▶ About this task
Starting at the first line of the data below, write out each line exactly until you reach the line containing "use time::OffsetDateTime;", and include that line too.

▶ Data
use serde::{Deserialize, Serialize};

pub use crate::db::{right, role::Id};

#[derive(Clone, Debug, Deserialize, Eq, PartialEq, Serialize)]
pub struct Role {
    pub id: Id,
    pub name: String,
    pub description: Option<String>,
}

#[derive(Clone, Debug, Deserialize, Eq, PartialEq, Serialize)]
pub struct Right {
    pub id: right::Id,
    pub action: String,
}
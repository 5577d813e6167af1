use async_trait::async_trait;
use time::OffsetDateTime;
use tokio_postgres::{Error, Row};

use super::{user, Client};

/// Server-side state behind an opaque session cookie.
#[derive(Clone, Debug)]
pub struct Session {
    pub handle: Handle,
    pub user: user::Id,
    pub expires_at: OffsetDateTime,
}

impl Session {
    pub fn is_expired(&self, now: OffsetDateTime) -> bool {
        self.expires_at <= now
    }
}

define_id!(
    /// Random opaque token carried by the client.
    Handle
);

#[async_trait]
pub trait SessionStore {
    async fn get_session(
        &self,
        handle: Handle,
    ) -> Result<Option<Session>, Error>;

    async fn write_session(&self, session: &Session) -> Result<(), Error>;

    async fn delete_session(&self, handle: Handle) -> Result<bool, Error>;

    /// Drops every session expired by `now`, returning how many.
    async fn delete_expired_sessions(
        &self,
        now: OffsetDateTime,
    ) -> Result<u64, Error>;
}

fn from_row(row: &Row) -> Session {
    Session {
        handle: row.get("handle"),
        user: row.get("user_id"),
        expires_at: row.get("expires_at"),
    }
}

#[async_trait]
impl SessionStore for Client {
    async fn get_session(
        &self,
        handle: Handle,
    ) -> Result<Option<Session>, Error> {
        const SQL: &str = "SELECT handle, user_id, expires_at \
                           FROM sessions \
                           WHERE handle = $1";
        Ok(self.0.query_opt(SQL, &[&handle]).await?.as_ref().map(from_row))
    }

    async fn write_session(&self, session: &Session) -> Result<(), Error> {
        const SQL: &str = "\
            INSERT INTO sessions (handle, user_id, expires_at) \
            VALUES ($1, $2, $3) \
            ON CONFLICT (handle) DO UPDATE \
            SET expires_at = EXCLUDED.expires_at";
        self.0
            .execute(
                SQL,
                &[&session.handle, &session.user, &session.expires_at],
            )
            .await
            .map(drop)
    }

    async fn delete_session(&self, handle: Handle) -> Result<bool, Error> {
        const SQL: &str = "DELETE FROM sessions WHERE handle = $1";
        Ok(self.0.execute(SQL, &[&handle]).await? > 0)
    }

    async fn delete_expired_sessions(
        &self,
        now: OffsetDateTime,
    ) -> Result<u64, Error> {
        const SQL: &str = "DELETE FROM sessions WHERE expires_at <= $1";
        self.0.execute(SQL, &[&now]).await
    }
}
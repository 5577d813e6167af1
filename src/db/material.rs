use async_trait::async_trait;
use rust_decimal::Decimal;
use tokio_postgres::{Error, Row};

use super::{object, Client};

#[derive(Clone, Debug)]
pub struct Material {
    pub id: Id,
    pub name: String,
    pub amount: Decimal,
    pub object: object::Id,
}

define_id!(Id);

#[async_trait]
pub trait MaterialStore {
    async fn get_material_by_id(
        &self,
        id: Id,
    ) -> Result<Option<Material>, Error>;

    async fn list_materials(&self) -> Result<Vec<Material>, Error>;

    async fn write_material(&self, material: &Material) -> Result<(), Error>;

    async fn delete_material(&self, id: Id) -> Result<bool, Error>;
}

fn from_row(row: &Row) -> Material {
    Material {
        id: row.get("id"),
        name: row.get("name"),
        amount: row.get("amount"),
        object: row.get("object_id"),
    }
}

#[async_trait]
impl MaterialStore for Client {
    async fn get_material_by_id(
        &self,
        id: Id,
    ) -> Result<Option<Material>, Error> {
        const SQL: &str = "SELECT id, name, amount, object_id \
                           FROM materials \
                           WHERE id = $1";
        Ok(self.0.query_opt(SQL, &[&id]).await?.as_ref().map(from_row))
    }

    async fn list_materials(&self) -> Result<Vec<Material>, Error> {
        const SQL: &str = "SELECT id, name, amount, object_id \
                           FROM materials \
                           ORDER BY name";
        Ok(self.0.query(SQL, &[]).await?.iter().map(from_row).collect())
    }

    async fn write_material(&self, material: &Material) -> Result<(), Error> {
        const SQL: &str = "\
            INSERT INTO materials (id, name, amount, object_id) \
            VALUES ($1, $2, $3, $4) \
            ON CONFLICT (id) DO UPDATE \
            SET name = EXCLUDED.name, \
                amount = EXCLUDED.amount, \
                object_id = EXCLUDED.object_id";
        self.0
            .execute(
                SQL,
                &[
                    &material.id,
                    &material.name,
                    &material.amount,
                    &material.object,
                ],
            )
            .await
            .map(drop)
    }

    async fn delete_material(&self, id: Id) -> Result<bool, Error> {
        const SQL: &str = "DELETE FROM materials WHERE id = $1";
        Ok(self.0.execute(SQL, &[&id]).await? > 0)
    }
}
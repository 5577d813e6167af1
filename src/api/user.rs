use serde::{Deserialize, Serialize};

pub use crate::db::user::Id;

/// User as seen by clients. The password hash never leaves the server.
#[derive(Clone, Debug, Deserialize, Eq, PartialEq, Serialize)]
pub struct User {
    pub id: Id,
    pub login: String,
    /// Name of the assigned role.
    pub role: Option<String>,
}
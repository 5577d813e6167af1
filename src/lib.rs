pub mod api;
pub mod auth;
pub mod config;
pub mod db;
pub mod guard;
pub mod http;
pub mod wtt;

pub use self::config::Config;
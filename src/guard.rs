//! Authorization guard.
//!
//! Every route declares a [`Permission`]; [`enforce`] resolves the caller's
//! session, checks the permission against the role/right table and hands the
//! resolved [`Identity`] to the handler as a request extension.

use axum::{
    extract::{Request, State},
    middleware::Next,
    response::Response,
};
use axum_extra::extract::CookieJar;
use derive_more::{Display, From};
use tracing::warn;

use crate::{
    auth::{self, Identity},
    db::{self, Store},
    http::{self, SharedAppState},
};

/// Catalogue of rights known to the system.
pub mod rights {
    pub const TRACK_TIME: &str = "track_time";
    pub const VIEW_WTT: &str = "view_wtt";

    pub const VIEW_EMPLOYEES: &str = "view_employees";
    pub const ADD_EMPLOYEE: &str = "add_employee";
    pub const EDIT_EMPLOYEE: &str = "edit_employee";
    pub const DELETE_EMPLOYEE: &str = "delete_employee";

    pub const VIEW_OBJECTS: &str = "view_objects";
    pub const ADD_OBJECT: &str = "add_object";
    pub const EDIT_OBJECT: &str = "edit_object";
    pub const DELETE_OBJECT: &str = "delete_object";

    pub const VIEW_MATERIALS: &str = "view_materials";
    pub const ADD_MATERIAL: &str = "add_material";
    pub const EDIT_MATERIAL: &str = "edit_material";
    pub const DELETE_MATERIAL: &str = "delete_material";

    pub const VIEW_JOB_TITLES: &str = "view_job_titles";
    pub const MANAGE_JOB_TITLES: &str = "manage_job_titles";

    pub const MANAGE_APP_TYPES: &str = "manage_app_types";
    pub const MANAGE_APP_STATUSES: &str = "manage_app_statuses";

    pub const VIEW_USERS: &str = "view_users";
    pub const MANAGE_USERS: &str = "manage_users";

    pub const VIEW_ROLES: &str = "view_roles";
    pub const MANAGE_ROLES: &str = "manage_roles";

    pub const ALL: &[&str] = &[
        TRACK_TIME,
        VIEW_WTT,
        VIEW_EMPLOYEES,
        ADD_EMPLOYEE,
        EDIT_EMPLOYEE,
        DELETE_EMPLOYEE,
        VIEW_OBJECTS,
        ADD_OBJECT,
        EDIT_OBJECT,
        DELETE_OBJECT,
        VIEW_MATERIALS,
        ADD_MATERIAL,
        EDIT_MATERIAL,
        DELETE_MATERIAL,
        VIEW_JOB_TITLES,
        MANAGE_JOB_TITLES,
        MANAGE_APP_TYPES,
        MANAGE_APP_STATUSES,
        VIEW_USERS,
        MANAGE_USERS,
        VIEW_ROLES,
        MANAGE_ROLES,
    ];
}

pub const ADMIN: &str = "admin";
pub const MARKETER: &str = "marketer";

/// What a route demands from its caller.
#[derive(Clone, Copy, Debug)]
pub enum Permission {
    Authenticated,

    /// The caller's role must hold this right.
    Right(&'static str),

    /// The caller's role must be one of these.
    AnyRole(&'static [&'static str]),
}

#[derive(Debug, Display, Eq, PartialEq)]
pub enum Denial {
    #[display("Authentication credentials were not provided.")]
    Unauthenticated,

    #[display("User has no assigned role.")]
    NoRole,

    #[display("{_0}")]
    Forbidden(String),
}

#[derive(Debug, Display, From)]
pub enum Error {
    #[display("database error: {_0}")]
    #[from]
    Db(db::Error),

    #[display("{_0}")]
    #[from]
    Denied(Denial),
}

/// Allows iff a role/right row exists for the caller's role and `right`.
pub async fn authorize(
    store: &dyn Store,
    identity: Option<&Identity>,
    right: &str,
) -> Result<(), Error> {
    let identity = identity.ok_or(Denial::Unauthenticated)?;
    let role = identity.role.as_ref().ok_or(Denial::NoRole)?;
    if !store.role_has_right(role.id, right).await? {
        return Err(Denial::Forbidden(format!(
            "Access denied: missing '{right}' permission."
        ))
        .into());
    }
    Ok(())
}

pub fn has_any_role(identity: &Identity, roles: &[&str]) -> bool {
    identity.role_name().is_some_and(|name| roles.contains(&name))
}

pub async fn check(
    store: &dyn Store,
    identity: Option<&Identity>,
    permission: Permission,
) -> Result<(), Error> {
    match permission {
        Permission::Authenticated => {
            identity.ok_or(Denial::Unauthenticated)?;
            Ok(())
        }
        Permission::Right(right) => authorize(store, identity, right).await,
        Permission::AnyRole(roles) => {
            let identity = identity.ok_or(Denial::Unauthenticated)?;
            if identity.role.is_none() {
                return Err(Denial::NoRole.into());
            }
            if !has_any_role(identity, roles) {
                return Err(Denial::Forbidden(format!(
                    "Access denied: one of roles {roles:?} is required."
                ))
                .into());
            }
            Ok(())
        }
    }
}

/// Middleware gating a route behind `permission`.
pub async fn enforce(
    State((state, permission)): State<(SharedAppState, Permission)>,
    jar: CookieJar,
    mut req: Request,
    next: Next,
) -> Result<Response, http::Error> {
    let handle = http::session_handle(&jar, &state.session);
    let identity = match auth::resolve(&*state.store, handle).await {
        Ok(identity) => Some(identity),
        Err(auth::Error::Unauthenticated) => None,
        Err(e) => return Err(e.into()),
    };

    if let Err(e) = check(&*state.store, identity.as_ref(), permission).await {
        if let Error::Denied(denial) = &e {
            warn!(
                uri = %req.uri(),
                login = identity.as_ref().map(|i| i.user.login.as_str()),
                %denial,
                "access denied"
            );
        }
        return Err(e.into());
    }

    if let Some(identity) = identity {
        req.extensions_mut().insert(identity);
    }
    Ok(next.run(req).await)
}

#[cfg(test)]
mod tests {
    use crate::db::{
        right, role, user, user::PasswordHash, Memory, Right, RightStore as _,
        Role, RoleStore as _, User,
    };

    use super::*;

    async fn foreman() -> (Memory, Identity) {
        let store = Memory::new();
        let role = Role {
            id: role::Id::new(),
            name: "foreman".to_owned(),
            description: None,
        };
        store.write_role(&role).await.unwrap();
        for action in [rights::ADD_OBJECT, rights::DELETE_OBJECT] {
            store
                .write_right(&Right {
                    id: right::Id::new(),
                    action: action.to_owned(),
                })
                .await
                .unwrap();
        }
        let add_object = store
            .get_right_by_action(rights::ADD_OBJECT)
            .await
            .unwrap()
            .unwrap();
        store.grant_right(role.id, add_object.id).await.unwrap();

        let identity = Identity {
            user: User {
                id: user::Id::new(),
                login: "u".to_owned(),
                password_hash: PasswordHash::from_stored(""),
                role: Some(role.id),
            },
            role: Some(role),
        };
        (store, identity)
    }

    #[tokio::test]
    async fn allows_only_granted_rights() {
        let (store, u) = foreman().await;

        authorize(&store, Some(&u), rights::ADD_OBJECT).await.unwrap();

        let denied = authorize(&store, Some(&u), rights::DELETE_OBJECT).await;
        assert!(matches!(
            denied,
            Err(Error::Denied(Denial::Forbidden(_)))
        ));
    }

    #[tokio::test]
    async fn denies_anonymous_and_roleless_callers() {
        let (store, mut u) = foreman().await;

        let anonymous = authorize(&store, None, rights::ADD_OBJECT).await;
        assert!(matches!(
            anonymous,
            Err(Error::Denied(Denial::Unauthenticated))
        ));

        u.role = None;
        let roleless = authorize(&store, Some(&u), rights::ADD_OBJECT).await;
        assert!(matches!(roleless, Err(Error::Denied(Denial::NoRole))));
    }

    #[tokio::test]
    async fn matches_roles_by_name() {
        let (store, u) = foreman().await;

        assert!(has_any_role(&u, &["admin", "foreman"]));
        assert!(!has_any_role(&u, &[ADMIN, MARKETER]));

        let denied =
            check(&store, Some(&u), Permission::AnyRole(&[ADMIN])).await;
        assert!(matches!(
            denied,
            Err(Error::Denied(Denial::Forbidden(_)))
        ));
        check(&store, Some(&u), Permission::Authenticated)
            .await
            .unwrap();
    }
}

▶ Your solution
use serde::{Deserialize, Serialize};

pub use crate::db::{right, role::Id};

#[derive(Clone, Debug, Deserialize, Eq, PartialEq, Serialize)]
pub struct Role {
    pub id: Id,
    pub name: String,
    pub description: Option<String>,
}

#[derive(Clone, Debug, Deserialize, Eq, PartialEq, Serialize)]
pub struct Right {
    pub id: right::Id,
    pub action: String,
}
repository 5577d813e6167af1
use async_trait::async_trait;
use time::OffsetDateTime;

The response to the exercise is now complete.